Geno Stone (born April 19, 1999) is an American football safety for the Baltimore Ravens of the National Football League (NFL). He played college football at Iowa, and was drafted by the Ravens in the seventh round of the 2020 NFL Draft. Stone also played for the Houston Texans in 2020.

Early life and high school
Stone grew up in New Castle, Pennsylvania and attended New Castle Junior/Senior High School, where he played wide receiver, quarterback, and defensive back on the football team and was also a member of the basketball and track & field teams. He was named first-team All-State as a senior after recording 97 tackles with 13 tackles for loss, three sacks, and 10 interceptions. A 2-star recruit, Stone initially committed to play college football at Kent State over offers from Ball State, Buffalo, Delaware, and Miami (OH), among others, but he flipped his commitment to Iowa after receiving a late offer from the school.

College career
Stone played in all 13 of Iowa's games as a true freshman, appearing mostly on special teams and finishing the season with 17 tackles and one interception. He became a starter during his sophomore year, recording 39 tackles with a forced fumble, three passes broken up and four interceptions, one of which he returned for a touchdown and was named honorable mention All-Big Ten Conference. As a junior, Stone recorded 70 tackles, three tackles for loss, one sack, four passes broken up, three forces fumbles, one interception, and one fumble recovery and was named second-team All-Big Ten. Following the end of the season Stone declared to enter the 2020 NFL Draft, forgoing his final year of NCAA eligibility.

Professional career

Baltimore Ravens
Stone was selected by the Baltimore Ravens with the 219th overall pick in the seventh round of the 2020 NFL Draft. He was waived on October 8, 2020, and re-signed to the practice squad two days later. He was elevated to the active roster on November 9 and November 14 for the team's weeks 9 and 10 games against the Indianapolis Colts and New England Patriots, and reverted to the practice squad after each game. He was promoted to the active roster on November 17, 2020. Stone was placed on the reserve/COVID-19 list by the team on December 2, 2020, and activated on December 21. He was waived again on December 28.

Houston Texans
Stone was claimed off waivers by the Houston Texans on December 29, 2020.

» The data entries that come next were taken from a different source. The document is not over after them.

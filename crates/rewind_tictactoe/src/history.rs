//! Game state with a browsable, rewindable board history.
//!
//! [`GameState`] records every board reached since the last replay and a
//! cursor selecting the displayed one. Whose turn it is, and whether the
//! game is won or drawn, are never stored: both are derived from the
//! cursor and the board under it.
//!
//! Playing while the cursor sits in the past discards every later board
//! before appending the new one.

use super::action::{IgnoreReason, Move, PlayOutcome};
use super::rules::{WinningLine, find_winning_line, is_full};
use super::{Board, Player, Position, Square};
use serde::{Deserialize, Serialize};
use tracing::{debug, instrument, warn};

/// Status of the board under the cursor.
#[derive(Debug, Clone, Copy, PartialEq, Eq, Serialize, Deserialize, derive_more::Display)]
pub enum GameStatus {
    /// Game is ongoing.
    #[display("Next player: {next}")]
    InProgress {
        /// Player to place the next mark.
        next: Player,
    },
    /// A line is complete.
    #[display("Winner: {winner}")]
    Won {
        /// Player occupying the winning line.
        winner: Player,
        /// The completed line.
        line: WinningLine,
    },
    /// Board is full with no line.
    #[display("No more moves left")]
    Draw,
}

impl GameStatus {
    /// Whether further marks may be placed from this board.
    pub fn is_over(&self) -> bool {
        !matches!(self, GameStatus::InProgress { .. })
    }
}

/// Label shown for a history step.
pub fn step_label(step: usize) -> String {
    if step == 0 {
        "Game start".to_string()
    } else {
        format!("Move #{}", step)
    }
}

/// Ordered board history plus the cursor into it.
///
/// Deserialization checks that history is non-empty and the cursor
/// points at a recorded board.
#[derive(Debug, Clone, PartialEq, Eq, Serialize, Deserialize)]
#[serde(try_from = "RawGameState")]
pub struct GameState {
    /// Boards since the last replay; index 0 is the empty board.
    history: Vec<Board>,
    /// Index of the displayed board.
    cursor: usize,
}

impl GameState {
    /// Creates a new game with only the empty board.
    #[instrument]
    pub fn new() -> Self {
        Self {
            history: vec![Board::new()],
            cursor: 0,
        }
    }

    /// All recorded boards.
    pub fn history(&self) -> &[Board] {
        &self.history
    }

    /// Number of recorded boards (always at least 1).
    pub fn len(&self) -> usize {
        self.history.len()
    }

    /// Index of the displayed board.
    pub fn cursor(&self) -> usize {
        self.cursor
    }

    /// Whether the cursor is at the newest board.
    pub fn is_at_tip(&self) -> bool {
        self.cursor + 1 == self.history.len()
    }

    /// The displayed board.
    pub fn current(&self) -> &Board {
        &self.history[self.cursor]
    }

    /// Player whose mark is placed next, from cursor parity.
    pub fn to_move(&self) -> Player {
        Player::for_step(self.cursor)
    }

    /// Winning line on the displayed board, if any.
    pub fn winning_line(&self) -> Option<WinningLine> {
        find_winning_line(self.current())
    }

    /// Derived status of the displayed board.
    #[instrument(skip(self), fields(cursor = self.cursor))]
    pub fn status(&self) -> GameStatus {
        let board = self.current();
        if let Some(line) = find_winning_line(board) {
            GameStatus::Won {
                winner: line.player(),
                line,
            }
        } else if is_full(board) {
            GameStatus::Draw
        } else {
            GameStatus::InProgress {
                next: self.to_move(),
            }
        }
    }

    /// The move that produced board `step`, or `None` for step 0 and
    /// out-of-range steps.
    pub fn move_at(&self, step: usize) -> Option<Move> {
        if step == 0 || step >= self.history.len() {
            return None;
        }
        let (before, after) = (&self.history[step - 1], &self.history[step]);
        Position::ALL.into_iter().find_map(|pos| {
            match (before.get(pos), after.get(pos)) {
                (Square::Empty, Square::Occupied(player)) => Some(Move::new(player, pos)),
                _ => None,
            }
        })
    }

    /// Places the current player's mark at `pos`.
    ///
    /// Ignored when the displayed board is already won or the square is
    /// taken. Any boards after the cursor are discarded first.
    #[instrument(skip(self), fields(cursor = self.cursor, len = self.history.len()))]
    pub fn play(&mut self, pos: Position) -> PlayOutcome {
        let board = *self.current();

        if let Some(line) = find_winning_line(&board) {
            debug!(winner = %line.player(), "Play ignored, game already won");
            return PlayOutcome::Ignored(IgnoreReason::AlreadyWon(line.player()));
        }

        if !board.is_empty(pos) {
            debug!(position = %pos, "Play ignored, square occupied");
            return PlayOutcome::Ignored(IgnoreReason::SquareOccupied(pos));
        }

        let player = self.to_move();
        if !self.is_at_tip() {
            debug!(
                discarded = self.history.len() - self.cursor - 1,
                "Discarding boards after cursor"
            );
            self.history.truncate(self.cursor + 1);
        }

        self.history.push(board.with_mark(pos, player));
        self.cursor = self.history.len() - 1;

        let action = Move::new(player, pos);
        debug!(%action, cursor = self.cursor, "Mark placed");
        PlayOutcome::Placed(action)
    }

    /// Places the current player's mark at board index `index` (0-8).
    #[instrument(skip(self))]
    pub fn play_index(&mut self, index: usize) -> PlayOutcome {
        match Position::from_index(index) {
            Some(pos) => self.play(pos),
            None => {
                debug!(index, "Play ignored, index off the board");
                PlayOutcome::Ignored(IgnoreReason::OutOfBounds(index))
            }
        }
    }

    /// Moves the cursor to `step` without touching history.
    ///
    /// `step` must be a recorded index. Debug builds assert this; release
    /// builds log and ignore the call.
    #[instrument(skip(self), fields(len = self.history.len()))]
    pub fn jump_to(&mut self, step: usize) {
        debug_assert!(
            step < self.history.len(),
            "jump_to({step}) past history of length {}",
            self.history.len()
        );
        if step >= self.history.len() {
            warn!(step, "Jump past end of history ignored");
            return;
        }
        self.cursor = step;
        debug!(cursor = step, next = %self.to_move(), "Cursor moved");
    }

    /// Resets to a fresh game.
    #[instrument(skip(self))]
    pub fn replay(&mut self) {
        debug!(discarded = self.history.len(), "Replaying from empty board");
        *self = Self::new();
    }
}

impl Default for GameState {
    fn default() -> Self {
        Self::new()
    }
}

/// Serialized shape of [`GameState`], before validation.
#[derive(Deserialize)]
struct RawGameState {
    history: Vec<Board>,
    cursor: usize,
}

/// A serialized [`GameState`] that breaks its invariants.
#[derive(Debug, Clone, PartialEq, Eq, derive_more::Display, derive_more::Error)]
pub enum InvalidGameState {
    /// No boards were recorded.
    #[display("history must contain at least the starting board")]
    EmptyHistory,
    /// The cursor points past the last board.
    #[display("cursor {cursor} out of range for history of length {len}")]
    CursorOutOfRange {
        /// Stored cursor.
        cursor: usize,
        /// Stored history length.
        len: usize,
    },
}

impl TryFrom<RawGameState> for GameState {
    type Error = InvalidGameState;

    fn try_from(raw: RawGameState) -> Result<Self, Self::Error> {
        let len = raw.history.len();
        if len == 0 {
            return Err(InvalidGameState::EmptyHistory);
        }
        if raw.cursor >= len {
            return Err(InvalidGameState::CursorOutOfRange {
                cursor: raw.cursor,
                len,
            });
        }
        Ok(Self {
            history: raw.history,
            cursor: raw.cursor,
        })
    }
}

Baltimore Ravens (second stint)

2021 season
On March 23, 2021, Stone signed a one-year deal with the Baltimore Ravens after the Texans did not extend him a qualifying offer. Due to numerous injuries to the Ravens’ defense, Stone saw increased playing time as the season progressed. He would have his first career start in Week 15 in a 30–31 loss to the Green Bay Packers. He recorded his first career interception in a Week 18 13–16 overtime loss to the Pittsburgh Steelers.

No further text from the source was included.